(TASK DETAILS)
Could you reproduce, from the records below, everything from the line with "use super::*;" down to the line with "for text-only transports", keeping both of those lines and changing nothing?
START RECORDS FOR THE TASK
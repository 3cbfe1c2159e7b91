//! Logging setup for stale using `tracing` + `tracing-subscriber`.
//!
//! The log level is chosen from, in order:
//! 1. the `--log-level` flag
//! 2. the `STALE_LOG` environment variable (e.g. "info", "debug")
//! 3. `warn`
//!
//! Log lines go to stderr; stdout carries only the echoed commands.

use clap::ValueEnum;
use tracing::Level;

/// Environment variable consulted when `--log-level` is not given.
pub const LOG_ENV: &str = "STALE_LOG";

#[derive(Debug, Clone, Copy, PartialEq, Eq, ValueEnum)]
pub enum LogLevel {
	Error,
	Warn,
	Info,
	Debug,
	Trace,
}

impl From<LogLevel> for Level {
	fn from(level: LogLevel) -> Self {
		match level {
			LogLevel::Error => Level::ERROR,
			LogLevel::Warn => Level::WARN,
			LogLevel::Info => Level::INFO,
			LogLevel::Debug => Level::DEBUG,
			LogLevel::Trace => Level::TRACE,
		}
	}
}

/// Install the global subscriber. Call once at startup.
pub fn init_logging(cli_level: Option<LogLevel>) {
	let level = resolve_level(cli_level, std::env::var(LOG_ENV).ok().as_deref());

	tracing_subscriber::fmt()
		.with_max_level(level)
		.with_target(false)
		.with_writer(std::io::stderr)
		.init();
}

fn resolve_level(cli_level: Option<LogLevel>, env_value: Option<&str>) -> Level {
	match cli_level {
		Some(level) => level.into(),
		None => env_value.and_then(parse_level_str).unwrap_or(Level::WARN),
	}
}

fn parse_level_str(s: &str) -> Option<Level> {
	match s.trim().to_lowercase().as_str() {
		"error" => Some(Level::ERROR),
		"warn" | "warning" => Some(Level::WARN),
		"info" => Some(Level::INFO),
		"debug" => Some(Level::DEBUG),
		"trace" => Some(Level::TRACE),
		_ => None,
	}
}

#[cfg(test)]
mod tests {
	use super::*;

	#[test]
	fn test_flag_wins_over_env() {
		assert_eq!(resolve_level(Some(LogLevel::Debug), Some("error")), Level::DEBUG);
	}

	#[test]
	fn test_env_fallback() {
		assert_eq!(resolve_level(None, Some(" Info ")), Level::INFO);
		assert_eq!(resolve_level(None, Some("warning")), Level::WARN);
	}

	#[test]
	fn test_default_is_warn() {
		assert_eq!(resolve_level(None, None), Level::WARN);
		assert_eq!(resolve_level(None, Some("loud")), Level::WARN);
	}
}
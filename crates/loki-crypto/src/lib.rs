//! # loki-crypto
//!
//! Cryptographic envelope primitives for the Loki messaging protocol.
//!
//! This crate provides:
//! - **X25519** Diffie-Hellman key agreement
//! - **HMAC-SHA256** symmetric key derivation (domain-separated with the
//!   fixed protocol tag `"LOKI"`)
//! - **DH envelope codec**: IV-prefixed authenticated encryption, with a
//!   base64 text wrapper for text-only transports
//! - **GCM envelope codec**: direct AES-256-GCM with nonce+tag framing
//!
//! The two envelope codecs share the same 32-byte key type but are not
//! interchangeable; which codec applies is fixed by the call site.
//!
//! ## Security
//!
//! All secret data uses `zeroize` for secure memory cleanup. Nothing in
//! this crate logs key material or plaintext.

#![forbid(unsafe_code)]
#![warn(missing_docs)]
#![warn(clippy::all)]

pub mod derive;
pub mod dh_envelope;
pub mod error;
pub mod gcm_envelope;
pub mod x25519;

#[cfg(test)]
mod proptests;

pub use derive::{derive_symmetric_key, SymmetricKey, KEY_DOMAIN, KEY_SIZE};
pub use error::{CryptoError, Result};
pub use x25519::{
    compute_shared_secret, SharedSecret, X25519PrivateKey, X25519PublicKey, PRIVATE_KEY_SIZE,
    PUBLIC_KEY_SIZE, SHARED_SECRET_SIZE,
};
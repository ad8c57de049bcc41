//! IV-prefixed DH envelope codec.
//!
//! The envelope format used for direct peer payloads:
//! `IV (16 bytes) || authenticated ciphertext`. The ciphertext embeds its
//! own integrity tag, so the framing carries nothing but the IV.
//!
//! A base64 text wrapper is provided for transports that only carry text
//! (tokens, proxy payloads).
//!
//! ## Security Notes
//!
//! - A fresh random IV is drawn for every encryption
//! - Decryption returns no partial plaintext on failure
//! - This format is NOT interchangeable with the GCM envelope format in
//!   [`crate::gcm_envelope`], even though both use the same 32-byte key

use aes_gcm::aead::consts::U16;
use aes_gcm::aead::{Aead, KeyInit};
use aes_gcm::aes::Aes256;
use aes_gcm::{AesGcm, Nonce};
use base64::engine::general_purpose::STANDARD as BASE64;
use base64::Engine as _;
use rand::rngs::OsRng;
use rand::{CryptoRng, RngCore};
use tracing::trace;

use crate::derive::SymmetricKey;
use crate::{CryptoError, Result};

/// AES-256-GCM instantiated with a 128-bit nonce, matching the envelope's
/// 16-byte IV field.
type DhCipher = AesGcm<Aes256, U16>;

/// Size of the envelope IV in bytes. Protocol constant, never negotiated.
pub const IV_LENGTH: usize = 16;

/// Encrypt a payload into an IV-prefixed envelope.
///
/// Draws a fresh 16-byte IV from the OS random source and seals the
/// plaintext under it. Output layout: `IV || ciphertext`, where the
/// ciphertext includes the authentication tag.
pub fn encrypt(key: &SymmetricKey, plaintext: &[u8]) -> Result<Vec<u8>> {
    encrypt_with_rng(&mut OsRng, key, plaintext)
}

/// Encrypt a payload using a caller-supplied random source.
///
/// The RNG must be cryptographically secure; this exists so embedders can
/// route all randomness through a single injected source rather than the
/// process-default one.
pub fn encrypt_with_rng<R: RngCore + CryptoRng>(
    rng: &mut R,
    key: &SymmetricKey,
    plaintext: &[u8],
) -> Result<Vec<u8>> {
    let mut iv = [0u8; IV_LENGTH];
    rng.fill_bytes(&mut iv);

    let cipher = DhCipher::new(key.as_bytes().into());
    let ciphertext = cipher
        .encrypt(Nonce::<U16>::from_slice(&iv), plaintext)
        .map_err(|_| CryptoError::Encryption("DH envelope seal failed".into()))?;

    let mut envelope = Vec::with_capacity(IV_LENGTH + ciphertext.len());
    envelope.extend_from_slice(&iv);
    envelope.extend_from_slice(&ciphertext);

    trace!(envelope_len = envelope.len(), "sealed DH envelope");
    Ok(envelope)
}

/// Decrypt an IV-prefixed envelope.
///
/// # Errors
///
/// Returns `CryptoError::Decryption` if the envelope is shorter than the
/// IV, the key is wrong, or the ciphertext fails its integrity check. No
/// partial plaintext is returned on failure.
pub fn decrypt(key: &SymmetricKey, envelope: &[u8]) -> Result<Vec<u8>> {
    if envelope.len() < IV_LENGTH {
        return Err(CryptoError::Decryption);
    }
    let (iv, ciphertext) = envelope.split_at(IV_LENGTH);

    let cipher = DhCipher::new(key.as_bytes().into());
    let plaintext = cipher
        .decrypt(Nonce::<U16>::from_slice(iv), ciphertext)
        .map_err(|_| CryptoError::Decryption)?;

    trace!(envelope_len = envelope.len(), "opened DH envelope");
    Ok(plaintext)
}

/// Encrypt a payload into a base64 text envelope.
///
/// The binary envelope is identical to [`encrypt`]'s output; only the
/// outer framing differs. Used where transport fields are text-only.
pub fn encrypt_base64(key: &SymmetricKey, plaintext: &[u8]) -> Result<String> {
    encrypt_base64_with_rng(&mut OsRng, key, plaintext)
}

/// Encrypt into a base64 text envelope using a caller-supplied random
/// source.
pub fn encrypt_base64_with_rng<R: RngCore + CryptoRng>(
    rng: &mut R,
    key: &SymmetricKey,
    plaintext: &[u8],
) -> Result<String> {
    let envelope = encrypt_with_rng(rng, key, plaintext)?;
    Ok(BASE64.encode(envelope))
}

/// Decrypt a base64 text envelope.
///
/// # Errors
///
/// Returns `CryptoError::Format` if the input is not valid base64, and
/// `CryptoError::Decryption` for any failure in the inner envelope.
pub fn decrypt_base64(key: &SymmetricKey, text: &str) -> Result<Vec<u8>> {
    let envelope = BASE64
        .decode(text)
        .map_err(|e| CryptoError::Format(format!("invalid base64 envelope: {e}")))?;
    decrypt(key, &envelope)
}
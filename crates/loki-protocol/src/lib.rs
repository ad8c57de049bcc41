//! # loki-protocol
//!
//! Message-level operations for the Loki messaging protocol, used
//! alongside the envelope primitives in `loki-crypto`.
//!
//! This crate provides:
//! - **Canonical payloads**: deterministic, order-fixed serialization of
//!   message fields prior to signing
//! - **Message signing**: Ed25519 signatures rendered as lowercase hex
//!
//! Key storage, transport, and session negotiation are out of scope;
//! callers supply key material and carry the resulting envelopes and
//! signatures themselves.

#![forbid(unsafe_code)]
#![warn(missing_docs)]
#![warn(clippy::all)]

pub mod error;
pub mod signing;

pub use error::{ProtocolError, Result};
//! Fuzz target for GCM envelope decryption.
//!
//! Arbitrary blobs must produce a Format or Authentication error, never a
//! panic, and undersized blobs must never reach the AEAD.

#![no_main]

use libfuzzer_sys::fuzz_target;
use loki_crypto::{gcm_envelope, CryptoError, SymmetricKey};

fuzz_target!(|data: &[u8]| {
    let key = SymmetricKey::from_bytes(&[0x5au8; 32]).unwrap();

    match gcm_envelope::decrypt(&key, data) {
        // A random blob passing tag verification would be a miracle worth
        // flagging.
        Ok(_) => panic!("fuzz input authenticated under a fixed key"),
        Err(CryptoError::Format(_)) => {
            assert!(data.len() < gcm_envelope::MIN_ENVELOPE_LENGTH);
        }
        Err(CryptoError::Authentication) => {
            assert!(data.len() >= gcm_envelope::MIN_ENVELOPE_LENGTH);
        }
        Err(_) => unreachable!("unexpected error kind from gcm decrypt"),
    }
});
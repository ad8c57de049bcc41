//! Symmetric key derivation from a DH agreement.
//!
//! The raw X25519 shared secret is run through HMAC-SHA256 keyed with the
//! fixed protocol tag `"LOKI"` to produce the 32-byte envelope key. The
//! tag is a domain separator, not a secret: it binds derived keys to this
//! protocol so the same EC key pair used elsewhere cannot be reused
//! cross-protocol.

use hmac::{Hmac, Mac};
use sha2::Sha256;
use zeroize::{Zeroize, ZeroizeOnDrop};

use crate::x25519::{X25519PrivateKey, X25519PublicKey};
use crate::{CryptoError, Result};

type HmacSha256 = Hmac<Sha256>;

/// Domain-separation tag for symmetric key derivation.
///
/// Fixed protocol constant. Changing it is a protocol-breaking change,
/// not a tunable.
pub const KEY_DOMAIN: &[u8] = b"LOKI";

/// Size of a derived symmetric key in bytes (256 bits).
pub const KEY_SIZE: usize = 32;

/// A 256-bit symmetric envelope key.
///
/// Always the HMAC-SHA256 output of a DH shared secret, regardless of
/// curve or input sizes. Zeroized on drop; never serialized by this crate.
#[derive(Clone, Zeroize, ZeroizeOnDrop)]
pub struct SymmetricKey {
    bytes: [u8; KEY_SIZE],
}

impl SymmetricKey {
    /// Create a key from raw bytes.
    ///
    /// # Errors
    ///
    /// Returns `CryptoError::InvalidKeyLength` if the input is not exactly
    /// 32 bytes.
    pub fn from_bytes(bytes: &[u8]) -> Result<Self> {
        if bytes.len() != KEY_SIZE {
            return Err(CryptoError::InvalidKeyLength {
                expected: KEY_SIZE,
                actual: bytes.len(),
            });
        }
        let mut arr = [0u8; KEY_SIZE];
        arr.copy_from_slice(bytes);
        Ok(Self { bytes: arr })
    }

    /// Get the key as a byte slice.
    ///
    /// # Security
    ///
    /// Be careful with this - avoid logging or persisting the returned bytes.
    pub fn as_bytes(&self) -> &[u8; KEY_SIZE] {
        &self.bytes
    }
}

impl std::fmt::Debug for SymmetricKey {
    fn fmt(&self, f: &mut std::fmt::Formatter<'_>) -> std::fmt::Result {
        write!(f, "SymmetricKey([REDACTED])")
    }
}

/// Derive the symmetric envelope key shared by two DH peers.
///
/// Computes the X25519 agreement and hashes it:
/// `HMAC-SHA256(key = "LOKI", message = shared_secret)`.
///
/// Deterministic and commutative: both sides of a DH pair derive the same
/// key, and repeated calls with the same inputs return identical output.
pub fn derive_symmetric_key(
    private_key: &X25519PrivateKey,
    public_key: &X25519PublicKey,
) -> SymmetricKey {
    let shared = private_key.diffie_hellman(public_key);

    let mut mac = HmacSha256::new_from_slice(KEY_DOMAIN).expect("HMAC can take key of any size");
    mac.update(shared.as_bytes());
    let digest = mac.finalize().into_bytes();

    let mut bytes = [0u8; KEY_SIZE];
    bytes.copy_from_slice(&digest);
    SymmetricKey { bytes }
}
//! Direct AES-256-GCM envelope codec.
//!
//! The envelope format used for storage-server payloads:
//! `nonce (12 bytes) || ciphertext (plaintext length) || tag (16 bytes)`.
//! Unlike the DH envelope, the tag is part of the framing: it is always
//! the last 16 bytes of the blob.
//!
//! ## Security Notes
//!
//! - A fresh random nonce is drawn for every encryption
//! - Tag verification is constant-time inside the AEAD
//! - No additional authenticated data is used
//! - Not interchangeable with [`crate::dh_envelope`] despite sharing the
//!   same 32-byte key type

use aes_gcm::aead::{Aead, KeyInit};
use aes_gcm::{Aes256Gcm, Nonce};
use rand::rngs::OsRng;
use rand::{CryptoRng, RngCore};
use tracing::trace;

use crate::derive::SymmetricKey;
use crate::{CryptoError, Result};

/// Size of the GCM nonce in bytes. Protocol constant, never negotiated.
pub const NONCE_LENGTH: usize = 12;

/// Size of the GCM authentication tag in bytes.
pub const TAG_LENGTH: usize = 16;

/// Minimum size of a well-formed GCM envelope (empty plaintext).
pub const MIN_ENVELOPE_LENGTH: usize = NONCE_LENGTH + TAG_LENGTH;

/// Encrypt a payload into a GCM envelope.
///
/// Output layout: `nonce || ciphertext || tag`, where the ciphertext has
/// exactly the plaintext's length and the tag occupies the last 16 bytes.
pub fn encrypt(key: &SymmetricKey, plaintext: &[u8]) -> Result<Vec<u8>> {
    encrypt_with_rng(&mut OsRng, key, plaintext)
}

/// Encrypt a payload using a caller-supplied random source.
///
/// The RNG must be cryptographically secure; see
/// [`crate::dh_envelope::encrypt_with_rng`] for the injection rationale.
pub fn encrypt_with_rng<R: RngCore + CryptoRng>(
    rng: &mut R,
    key: &SymmetricKey,
    plaintext: &[u8],
) -> Result<Vec<u8>> {
    let mut nonce = [0u8; NONCE_LENGTH];
    rng.fill_bytes(&mut nonce);

    let cipher = Aes256Gcm::new(key.as_bytes().into());
    // The AEAD returns ciphertext with the tag appended, which is exactly
    // the `ciphertext || tag` tail of the envelope layout.
    let sealed = cipher
        .encrypt(Nonce::from_slice(&nonce), plaintext)
        .map_err(|_| CryptoError::Encryption("GCM envelope seal failed".into()))?;

    let mut envelope = Vec::with_capacity(NONCE_LENGTH + sealed.len());
    envelope.extend_from_slice(&nonce);
    envelope.extend_from_slice(&sealed);

    trace!(envelope_len = envelope.len(), "sealed GCM envelope");
    Ok(envelope)
}

/// Decrypt a GCM envelope.
///
/// # Errors
///
/// Returns `CryptoError::Format` if the blob is too short to contain a
/// nonce and tag, and `CryptoError::Authentication` if tag verification
/// fails. No partial plaintext is returned on failure.
pub fn decrypt(key: &SymmetricKey, envelope: &[u8]) -> Result<Vec<u8>> {
    if envelope.len() < MIN_ENVELOPE_LENGTH {
        return Err(CryptoError::Format(format!(
            "GCM envelope too short: {} bytes, minimum {}",
            envelope.len(),
            MIN_ENVELOPE_LENGTH
        )));
    }
    let (nonce, sealed) = envelope.split_at(NONCE_LENGTH);

    let cipher = Aes256Gcm::new(key.as_bytes().into());
    let plaintext = cipher
        .decrypt(Nonce::from_slice(nonce), sealed)
        .map_err(|_| CryptoError::Authentication)?;

    trace!(envelope_len = envelope.len(), "opened GCM envelope");
    Ok(plaintext)
}
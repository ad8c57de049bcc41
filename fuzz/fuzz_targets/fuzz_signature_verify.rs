//! Fuzz target for hex signature parsing and verification.
//!
//! Arbitrary hex-ish strings and message fields must be rejected with an
//! error, never a panic.

#![no_main]

use libfuzzer_sys::fuzz_target;
use loki_protocol::signing::{verify_message, AdnMessage, MessageSigningKey, NoteValue};

fuzz_target!(|input: (String, String, u64)| {
    let (hex_sig, text, timestamp) = input;

    let key = MessageSigningKey::from_bytes(&[0x5au8; 32]).unwrap();
    let note = NoteValue {
        timestamp,
        quote: None,
    };
    let message = AdnMessage {
        text,
        reply_to: None,
    };

    let _ = verify_message(1, &key.public_key(), &note, &message, &hex_sig);
});
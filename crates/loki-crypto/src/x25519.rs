//! X25519 Diffie-Hellman key agreement.
//!
//! Wraps the curve's shared-secret computation behind length-checked key
//! newtypes. The raw agreement output is never used as an encryption key
//! directly; it feeds the keyed-hash derivation in [`crate::derive`].
//!
//! ## Security Notes
//!
//! - Private keys and shared secrets are zeroized on drop
//! - Key generation uses OsRng

use rand::rngs::OsRng;
use serde::{Deserialize, Serialize};
use x25519_dalek::{PublicKey, StaticSecret};
use zeroize::{Zeroize, ZeroizeOnDrop};

use crate::{CryptoError, Result};

/// Size of an X25519 public key in bytes.
pub const PUBLIC_KEY_SIZE: usize = 32;

/// Size of an X25519 private key in bytes.
pub const PRIVATE_KEY_SIZE: usize = 32;

/// Size of the raw shared secret in bytes.
pub const SHARED_SECRET_SIZE: usize = 32;

/// An X25519 public key.
#[derive(Clone, PartialEq, Eq, Serialize, Deserialize)]
pub struct X25519PublicKey {
    bytes: [u8; PUBLIC_KEY_SIZE],
}

impl X25519PublicKey {
    /// Create from raw bytes.
    ///
    /// # Errors
    ///
    /// Returns `CryptoError::InvalidKeyLength` if the input is not exactly
    /// 32 bytes.
    pub fn from_bytes(bytes: &[u8]) -> Result<Self> {
        if bytes.len() != PUBLIC_KEY_SIZE {
            return Err(CryptoError::InvalidKeyLength {
                expected: PUBLIC_KEY_SIZE,
                actual: bytes.len(),
            });
        }
        let mut arr = [0u8; PUBLIC_KEY_SIZE];
        arr.copy_from_slice(bytes);
        Ok(Self { bytes: arr })
    }

    /// Get the key as bytes.
    pub fn as_bytes(&self) -> &[u8; PUBLIC_KEY_SIZE] {
        &self.bytes
    }

    /// Convert to a byte array.
    pub fn to_bytes(&self) -> [u8; PUBLIC_KEY_SIZE] {
        self.bytes
    }
}

impl std::fmt::Debug for X25519PublicKey {
    fn fmt(&self, f: &mut std::fmt::Formatter<'_>) -> std::fmt::Result {
        write!(
            f,
            "X25519PublicKey({:02x}{:02x}..)",
            self.bytes[0], self.bytes[1]
        )
    }
}

impl From<PublicKey> for X25519PublicKey {
    fn from(key: PublicKey) -> Self {
        Self {
            bytes: key.to_bytes(),
        }
    }
}

impl From<&X25519PublicKey> for PublicKey {
    fn from(key: &X25519PublicKey) -> Self {
        PublicKey::from(key.bytes)
    }
}

/// An X25519 private key.
#[derive(Zeroize, ZeroizeOnDrop)]
pub struct X25519PrivateKey {
    bytes: [u8; PRIVATE_KEY_SIZE],
}

impl X25519PrivateKey {
    /// Generate a new random private key.
    pub fn generate() -> Self {
        let secret = StaticSecret::random_from_rng(OsRng);
        Self {
            bytes: secret.to_bytes(),
        }
    }

    /// Create from raw bytes.
    ///
    /// # Security
    ///
    /// Only use bytes from a secure source.
    pub fn from_bytes(bytes: &[u8]) -> Result<Self> {
        if bytes.len() != PRIVATE_KEY_SIZE {
            return Err(CryptoError::InvalidKeyLength {
                expected: PRIVATE_KEY_SIZE,
                actual: bytes.len(),
            });
        }
        let mut arr = [0u8; PRIVATE_KEY_SIZE];
        arr.copy_from_slice(bytes);
        Ok(Self { bytes: arr })
    }

    /// Get the corresponding public key.
    pub fn public_key(&self) -> X25519PublicKey {
        let secret = StaticSecret::from(self.bytes);
        X25519PublicKey::from(PublicKey::from(&secret))
    }

    /// Perform Diffie-Hellman key agreement with a peer's public key.
    ///
    /// Commutative: for a DH pair (A, B), `A.diffie_hellman(pub_B)` equals
    /// `B.diffie_hellman(pub_A)`.
    pub fn diffie_hellman(&self, peer_public: &X25519PublicKey) -> SharedSecret {
        let secret = StaticSecret::from(self.bytes);
        let peer = PublicKey::from(peer_public);
        let shared = secret.diffie_hellman(&peer);
        SharedSecret {
            bytes: shared.to_bytes(),
        }
    }

    /// Get raw bytes (for serialization).
    ///
    /// # Security
    ///
    /// Handle with care - this exposes the private key.
    pub fn as_bytes(&self) -> &[u8; PRIVATE_KEY_SIZE] {
        &self.bytes
    }
}

impl std::fmt::Debug for X25519PrivateKey {
    fn fmt(&self, f: &mut std::fmt::Formatter<'_>) -> std::fmt::Result {
        write!(f, "X25519PrivateKey([REDACTED])")
    }
}

/// The raw output of a Diffie-Hellman agreement.
///
/// Not an encryption key. Feed it through
/// [`crate::derive::derive_symmetric_key`] before use.
#[derive(Zeroize, ZeroizeOnDrop)]
pub struct SharedSecret {
    bytes: [u8; SHARED_SECRET_SIZE],
}

impl SharedSecret {
    /// Get the shared secret as bytes.
    pub fn as_bytes(&self) -> &[u8; SHARED_SECRET_SIZE] {
        &self.bytes
    }
}

impl std::fmt::Debug for SharedSecret {
    fn fmt(&self, f: &mut std::fmt::Formatter<'_>) -> std::fmt::Result {
        write!(f, "SharedSecret([REDACTED])")
    }
}

/// Compute the raw DH shared secret between a private key and a peer's
/// public key.
///
/// Pure and deterministic; equivalent to
/// [`X25519PrivateKey::diffie_hellman`].
pub fn compute_shared_secret(
    private_key: &X25519PrivateKey,
    public_key: &X25519PublicKey,
) -> SharedSecret {
    private_key.diffie_hellman(public_key)
}
//! Fuzz target for the base64 text envelope wrapper.
//!
//! Arbitrary strings must fail cleanly at the base64 or envelope layer.

#![no_main]

use libfuzzer_sys::fuzz_target;
use loki_crypto::{dh_envelope, SymmetricKey};

fuzz_target!(|text: &str| {
    let key = SymmetricKey::from_bytes(&[0x5au8; 32]).unwrap();

    let _ = dh_envelope::decrypt_base64(&key, text);
});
END RECORDS FOR THE TASK
(RESPONSE TO THE TASK)
	use super::*;

	#[test]
	fn test_flag_wins_over_env() {
		assert_eq!(resolve_level(Some(LogLevel::Debug), Some("error")), Level::DEBUG);
	}

	#[test]
	fn test_env_fallback() {
		assert_eq!(resolve_level(None, Some(" Info ")), Level::INFO);
		assert_eq!(resolve_level(None, Some("warning")), Level::WARN);
	}

	#[test]
	fn test_default_is_warn() {
		assert_eq!(resolve_level(None, None), Level::WARN);
		assert_eq!(resolve_level(None, Some("loud")), Level::WARN);
	}
}
filename crates/loki-crypto/src/lib.rs
//! # loki-crypto
//!
//! Cryptographic envelope primitives for the Loki messaging protocol.
//!
//! This crate provides:
//! - **X25519** Diffie-Hellman key agreement
//! - **HMAC-SHA256** symmetric key derivation (domain-separated with the
//!   fixed protocol tag `"LOKI"`)
//! - **DH envelope codec**: IV-prefixed authenticated encryption, with a
//!   base64 text wrapper for text-only transports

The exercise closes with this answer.